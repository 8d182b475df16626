//! Differentials, the transfer case, and torque distribution to the wheels.

use sim_truck::document::records::DiffType;

use crate::wheel::Wheel;

/// A differential splitting torque between two outputs.
///
/// For wheel differentials the outputs are wheels; for axle differentials
/// they are wheel differentials (the axle pairs).
#[derive(Debug, Clone, PartialEq)]
pub struct Differential {
    /// Output indices.
    pub pair: [usize; 2],
    /// Available modes; the first is active.
    pub modes: Vec<DiffType>,
    /// Accumulated relative rotation of a locked differential.
    pub delta_rotation: f64,
}

impl Differential {
    /// Differential over `pair` with the given modes.
    #[must_use]
    pub fn new(pair: [usize; 2], modes: Vec<DiffType>) -> Self {
        Self {
            pair,
            modes,
            delta_rotation: 0.0,
        }
    }

    /// Active mode.
    #[must_use]
    pub fn mode(&self) -> Option<DiffType> {
        self.modes.first().copied()
    }

    /// Cycle to the next mode.
    pub fn toggle(&mut self) {
        if self.modes.len() > 1 {
            self.modes.rotate_left(1);
            self.delta_rotation = 0.0;
        }
    }

    /// Display name of the active mode.
    #[must_use]
    pub fn mode_name(&self) -> &'static str {
        match self.mode() {
            Some(DiffType::Split) => "Split",
            Some(DiffType::Open) => "Open",
            Some(DiffType::Viscous) => "Viscous",
            Some(DiffType::Locked) => "Locked",
            None => "invalid",
        }
    }

    /// Split `in_torque` between outputs turning at `speeds`.
    pub fn split(&mut self, speeds: [f64; 2], in_torque: f64, dt: f64) -> [f64; 2] {
        let delta = speeds[0] - speeds[1];
        match self.mode() {
            Some(DiffType::Open) => {
                let (a, b) = (speeds[0].abs(), speeds[1].abs());
                let ratio = if a.min(b) > 1.0 { a / (a + b) } else { 0.5 };
                [
                    in_torque * ratio.clamp(0.1, 0.9),
                    in_torque * (1.0 - ratio).clamp(0.1, 0.9),
                ]
            }
            Some(DiffType::Viscous) => {
                let half = in_torque / 2.0;
                [half - delta * 10_000.0, half + delta * 10_000.0]
            }
            Some(DiffType::Locked) => {
                self.delta_rotation += delta * dt;
                let lock = self.delta_rotation * 1e6 + delta * 1e4;
                let half = in_torque / 2.0;
                [half - lock, half + lock]
            }
            Some(DiffType::Split) | None => [in_torque / 2.0, in_torque / 2.0],
        }
    }
}

/// Transfer case between the front and rear axle differentials.
#[derive(Debug, Clone, PartialEq)]
pub struct TransferCase {
    /// Always-driven axle.
    pub axle_1: usize,
    /// Switchable axle, `None` for a 2wd-only case.
    pub axle_2: Option<usize>,
    /// Can run in 2wd.
    pub has_2wd: bool,
    /// Reduction gears usable in 2wd.
    pub has_2wd_lo: bool,
    /// Both axles driven.
    pub four_wd: bool,
    /// Reduction ratios; the first is active.
    pub ratios: Vec<f64>,
}

impl TransferCase {
    /// Transfer case starting in 4wd unless a 2wd mode exists.
    #[must_use]
    pub fn new(axle_1: usize, axle_2: Option<usize>, has_2wd: bool, has_2wd_lo: bool, ratios: Vec<f64>) -> Self {
        let mut ratios = ratios;
        if ratios.is_empty() {
            ratios.push(1.0);
        }
        Self {
            axle_1,
            axle_2,
            has_2wd,
            has_2wd_lo,
            four_wd: !has_2wd,
            ratios,
        }
    }

    /// Active reduction ratio.
    #[must_use]
    pub fn ratio(&self) -> f64 {
        self.ratios.first().copied().unwrap_or(1.0)
    }

    /// Switch between 2wd and 4wd. Returns false when the case can't switch.
    ///
    /// Leaving 4wd without a low range in 2wd drops back to the direct ratio.
    pub fn toggle_mode(&mut self) -> bool {
        if self.axle_2.is_none() || !self.has_2wd {
            return false;
        }
        if self.four_wd && !self.has_2wd_lo {
            if let Some(direct) = self.ratios.iter().position(|r| (r - 1.0).abs() < f64::EPSILON) {
                self.ratios.rotate_left(direct);
            }
        }
        self.four_wd = !self.four_wd;
        true
    }

    /// Cycle the reduction ratio. Returns the new ratio when it changed.
    pub fn toggle_ratio(&mut self) -> Option<f64> {
        if self.ratios.len() < 2 || !(self.four_wd || self.has_2wd_lo) {
            return None;
        }
        self.ratios.rotate_left(1);
        Some(self.ratio())
    }

    /// Mark the wheels of the driven axles as propelled.
    pub fn apply_propulsion(&self, axles: &[Differential], wheels: &mut [Wheel]) {
        use sim_truck::document::records::Propulsion;
        for w in wheels.iter_mut() {
            w.propulsion = Propulsion::None;
        }
        let mut driven = vec![self.axle_1];
        if self.four_wd {
            driven.extend(self.axle_2);
        }
        for a in driven {
            if let Some(diff) = axles.get(a) {
                for &w in &diff.pair {
                    if let Some(wheel) = wheels.get_mut(w) {
                        wheel.propulsion = Propulsion::Forward;
                    }
                }
            }
        }
    }
}

/// Differential tree of an actor.
#[derive(Debug, Clone, PartialEq, Default)]
pub struct Drivetrain {
    /// Wheel pairs.
    pub wheel_diffs: Vec<Differential>,
    /// Pairs of wheel differentials.
    pub axle_diffs: Vec<Differential>,
    /// Differential between the transfer case axles, active in 4wd.
    pub tcase_diff: Option<Differential>,
    /// Transfer case.
    pub transfer_case: Option<TransferCase>,
    /// Axles were declared explicitly, doubling the per-wheel torque share.
    pub has_axles_section: bool,
}

impl Drivetrain {
    /// Build automatic differentials when the definition declared none.
    ///
    /// Propelled wheel pairs `(2i, 2i+1)` form viscous wheel differentials; consecutive
    /// wheel differentials are then coupled by axle differentials, skipping
    /// the pair the transfer case already couples.
    pub fn finalize(&mut self, wheels: &[Wheel]) {
        self.has_axles_section = !self.wheel_diffs.is_empty();
        if self.wheel_diffs.is_empty() {
            for i in (1..wheels.len()).step_by(2) {
                if wheels[i - 1].is_propelled() && wheels[i].is_propelled() {
                    self.wheel_diffs
                        .push(Differential::new([i - 1, i], vec![DiffType::Viscous]));
                }
            }
        }
        if self.axle_diffs.is_empty() && self.wheel_diffs.len() > 1 {
            let skip = self
                .transfer_case
                .as_ref()
                .and_then(|tc| tc.axle_2.map(|a2| (tc.axle_1.min(a2), tc.axle_1.max(a2))));
            let mode = if self.has_axles_section {
                DiffType::Locked
            } else {
                DiffType::Viscous
            };
            for i in 1..self.wheel_diffs.len() {
                if skip == Some((i - 1, i)) {
                    continue;
                }
                self.axle_diffs.push(Differential::new([i - 1, i], vec![mode]));
            }
        }
        if let Some(tc) = &self.transfer_case {
            if let Some(a2) = tc.axle_2 {
                self.tcase_diff = Some(Differential::new([tc.axle_1, a2], vec![DiffType::Locked]));
            }
        }
    }

    /// Number of axle differentials currently coupling torque.
    #[must_use]
    pub fn active_axle_diffs(&self) -> usize {
        let four_wd = self.transfer_case.as_ref().is_some_and(|tc| tc.four_wd);
        self.axle_diffs.len() + usize::from(four_wd && self.tcase_diff.is_some())
    }

    /// Feed engine torque into the wheels and balance it across the
    /// differentials.
    pub fn distribute(&mut self, wheels: &mut [Wheel], clutch_torque: Option<f64>, dt: f64) {
        let num_propelled = wheels.iter().filter(|w| w.is_propelled()).count();
        if let Some(torque) = clutch_torque {
            if num_propelled > 0 {
                let mut share = torque / num_propelled as f64;
                if self.has_axles_section {
                    share *= 2.0;
                }
                for w in wheels.iter_mut().filter(|w| w.is_propelled() && !w.detached) {
                    w.torque += share;
                }
            }
        }

        let four_wd = self.transfer_case.as_ref().is_some_and(|tc| tc.four_wd);
        let tcase = if four_wd { self.tcase_diff.as_mut() } else { None };
        let wheel_diffs = &self.wheel_diffs;
        for diff in self.axle_diffs.iter_mut().chain(tcase) {
            let (Some(a), Some(b)) = (wheel_diffs.get(diff.pair[0]), wheel_diffs.get(diff.pair[1])) else {
                continue;
            };
            let mut quad = [a.pair[0], a.pair[1], b.pair[0], b.pair[1]];
            if quad.iter().any(|&w| w >= wheels.len()) {
                continue;
            }
            // A fully detached axle follows the other one.
            let first_gone = wheels[quad[0]].detached && wheels[quad[1]].detached;
            let second_gone = wheels[quad[2]].detached && wheels[quad[3]].detached;
            if first_gone {
                quad[0] = quad[2];
                quad[1] = quad[3];
            } else if second_gone {
                quad[2] = quad[0];
                quad[3] = quad[1];
            }
            let speeds = [
                (wheels[quad[0]].speed + wheels[quad[1]].speed) * 0.5,
                (wheels[quad[2]].speed + wheels[quad[3]].speed) * 0.5,
            ];
            let in_torque: f64 = [a.pair[0], a.pair[1], b.pair[0], b.pair[1]]
                .iter()
                .map(|&w| wheels[w].torque)
                .sum();
            let out = diff.split(speeds, in_torque, dt);
            wheels[a.pair[0]].torque = out[0] * 0.5;
            wheels[a.pair[1]].torque = out[0] * 0.5;
            wheels[b.pair[0]].torque = out[1] * 0.5;
            wheels[b.pair[1]].torque = out[1] * 0.5;
        }

        for diff in &mut self.wheel_diffs {
            let [a, b] = diff.pair;
            if a >= wheels.len() || b >= wheels.len() {
                continue;
            }
            let mut speeds = [wheels[a].speed, wheels[b].speed];
            if wheels[a].detached {
                speeds[0] = speeds[1];
            }
            if wheels[b].detached {
                speeds[1] = speeds[0];
            }
            let in_torque = wheels[a].torque + wheels[b].torque;
            let out = diff.split(speeds, in_torque, dt);
            wheels[a].torque = out[0];
            wheels[b].torque = out[1];
        }
    }

    /// Cycle every axle differential. Returns the new mode names.
    pub fn toggle_axle_diffs(&mut self) -> Vec<&'static str> {
        self.axle_diffs
            .iter_mut()
            .map(|d| {
                d.toggle();
                d.mode_name()
            })
            .collect()
    }

    /// Cycle every wheel differential. Returns the new mode names.
    pub fn toggle_wheel_diffs(&mut self) -> Vec<&'static str> {
        self.wheel_diffs
            .iter_mut()
            .map(|d| {
                d.toggle();
                d.mode_name()
            })
            .collect()
    }

    /// Reset locked-differential memory.
    pub fn reset(&mut self) {
        for d in self
            .wheel_diffs
            .iter_mut()
            .chain(self.axle_diffs.iter_mut())
            .chain(self.tcase_diff.iter_mut())
        {
            d.delta_rotation = 0.0;
        }
    }
}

———

Aim of the task
Looking at the entries above, count the lines that contain "Cycle" and answer with only the number.

Result of the exercise
4